C’est souvent dans cette pose délassante que nous causons le soir, les visages au centre, les pieds à la circonférence, autour de ces minuscules tasses à saké qui semblent avoir été rapportées par Gulliver d’un de ses voyages.
Et comme les relations de maître à subordonné sont empreintes d’une grande indulgence, il arrive fréquemment qu’une servante, sa besogne terminée, vienne écouter notre conversation. Assise en dehors de notre cercle, parfaitement immobile, l’attention soutenue qu’elle nous prête se révèle simplement par un écart un peu plus grand des paupières et un regard plus fixe au récit d’une situation plus ou moins dramatique, ou par une vague ébauche de sourire lorsqu’un épisode comique ou une plaisanterie provoque la facile hilarité japonaise. En usant avec cette discrétion du droit reconnu au serviteur japonais de s’intéresser aux amusemens de ses maîtres, elle respecte l’interdiction qui lui est faite d’y prendre part par aucune manifestation.
Ces bavardages nous conduisent généralement assez tard. Ces longues causeries qui ne nous fatiguent pas parce qu’elles amènent incessamment des objets qui sont nouveaux pour nous, mais ne le sont pas pour eux, sont au fond, il est à craindre, un peu puériles et vides. Toute la substance exprimée en tiendrait dans une des petites tasses à saké. Les hommes parlent comme des femmes, et les femmes comme des enfans. La pensée est rendue avec une certaine gentillesse de forme, mais parfois on ne peut s’empêcher de la trouver bien insignifiante, et il serait permis, sans pédanterie, de faire amicalement observer au raisonnement qu’il pèche par la logique. Le dialogue brille par une allure vive, mais la réponse passe à côté de l’objection sans que celle-ci s’en formalise.

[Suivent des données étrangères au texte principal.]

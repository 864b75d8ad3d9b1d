use anyhow::{Result, bail};
use clap::Parser;
use holdem_console::{Console, ConsoleConfig, EngineClient, Table, TableConfig};
use tracing_subscriber::EnvFilter;

#[derive(Debug, Parser)]
#[command(
    name = "holdem-console",
    version,
    about = "Terminal table client for a remote Texas Hold'em engine",
    author
)]
struct Cli {
    /// Engine root URL, e.g. http://localhost:8080
    #[arg(long)]
    server: String,

    /// Number of seats at the table (2-9)
    #[arg(long, default_value_t = 6)]
    players: u32,

    /// Your seat index (0-based)
    #[arg(long, default_value_t = 0)]
    seat: u32,

    /// Starting chip stack per player
    #[arg(long, default_value_t = 1000)]
    chips: u32,

    /// Small blind
    #[arg(long = "small-blind", default_value_t = 10)]
    small_blind: u32,

    /// Big blind
    #[arg(long = "big-blind", default_value_t = 20)]
    big_blind: u32,

    /// Opponent AI preset
    #[arg(long, default_value = "mixed")]
    ai: String,

    /// Number of hands to play (defaults to 1)
    #[arg(long, default_value_t = 1)]
    hands: u32,

    /// Play hands unattended, check/calling (useful for smoke tests)
    #[arg(long, default_value_t = false)]
    auto: bool,

    /// Disable ANSI colors in output
    #[arg(long = "no-color", default_value_t = false)]
    no_color: bool,
}

#[tokio::main]
async fn main() -> Result<()> {
    let _ = color_eyre::install();
    tracing_subscriber::fmt()
        .with_env_filter(EnvFilter::from_default_env())
        .init();

    let cli = Cli::parse();
    if !(2..=9).contains(&cli.players) {
        bail!("player count must be between 2 and 9");
    }
    if cli.seat >= cli.players {
        bail!("seat index must be below the player count");
    }

    let config = TableConfig {
        player_count: cli.players,
        human_position: cli.seat,
        starting_chips: cli.chips,
        small_blind: cli.small_blind,
        big_blind: cli.big_blind,
        ai_type: cli.ai.clone(),
    };

    let client = EngineClient::new(&cli.server);
    let table = Table::create(client, &config).await?;
    let mut console = Console::new(
        table,
        ConsoleConfig {
            hands: cli.hands,
            no_color: cli.no_color,
        },
    );

    if cli.auto {
        console.autoplay().await
    } else {
        console.run().await
    }
}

La liaison des idées qui subsiste dans nos propos les plus décousus, la conclusion quelconque qui découle chez nous d’un exposé de faits, sont facultatives pour l’esprit japonais, bien moins précis que le nôtre. Pour prendre un exemple, les légendes qui abondent et qu’on vous raconte volontiers ont souvent la grave imperfection d’être privées de dénoûment : un joli commencement qui promet, une action qui montre des héros prenant des déterminations dont on se demande de temps en temps le pourquoi, et tout à coup l’histoire est finie. On dirait qu’à ce moment, l’auteur jugeant qu’il avait suffisamment amusé son auditeur, a passé à une autre occupation.
Les Japonais, — surtout dans la classe moyenne, — sont conteurs passionnés comme nous l’étions autrefois. Un grand nombre de récits sont tirés de leur histoire, dont le moyen âge fut très tourmenté. Les événemens de cette époque violente, légèrement retouchés pour l’effet de la narration, ont été arrangés en nouvelles populaires que chacun connaît, mais ne se lasse pas d’entendre. Les personnages de jadis revivent expressivement dans ces tableaux d’un temps qui nous apparaît sous un jour étrange de poésie et de cruauté. A l’audition de ces drames, l’imagination évoque tantôt la scène de meurtre d’un caractère atroce, pareille à un carnage où la victime palpite encore, les membres épars, détachés d’un coup sur la lame affilée, chef-d’œuvre d’armurerie, merveille de trempe, qui tranche du fer, alors que l’assassin, tombé comme la foudre, évanoui comme un spectre, a déjà disparu, laissant sur le blanc papier des cloisons la rouge empreinte de la main homicide ; tantôt la fuite du seigneur surpris dans sa chambre et poursuivi par l’ennemi à travers les longs couloirs dont le mince plancher danse et craque sous le pied des coureurs, à travers les enfilades d’appartemens dont un coup de poing abat les séparations et qui sont disposées en prévision précisément des attaques inattendues. On revoit la noble dame éplorée, vêtue de blanc, — c’est la parure de deuil au Japon, — suivie de la file de ses servantes portant la même couleur de désolation, qui vient faire sa visite d’adieu à la dépouille mortelle du jeune daïmio, son époux, condamné au suicide par une injuste sentence. Ce sont aussi les tragiques amours closes par le sabre du mari qui, d’un bras robuste, élève une tête coupée à longue chevelure, pâle mais charmante encore, souriant d’un triste sourire de morte et qu’il examine à la lueur un rayon de lune.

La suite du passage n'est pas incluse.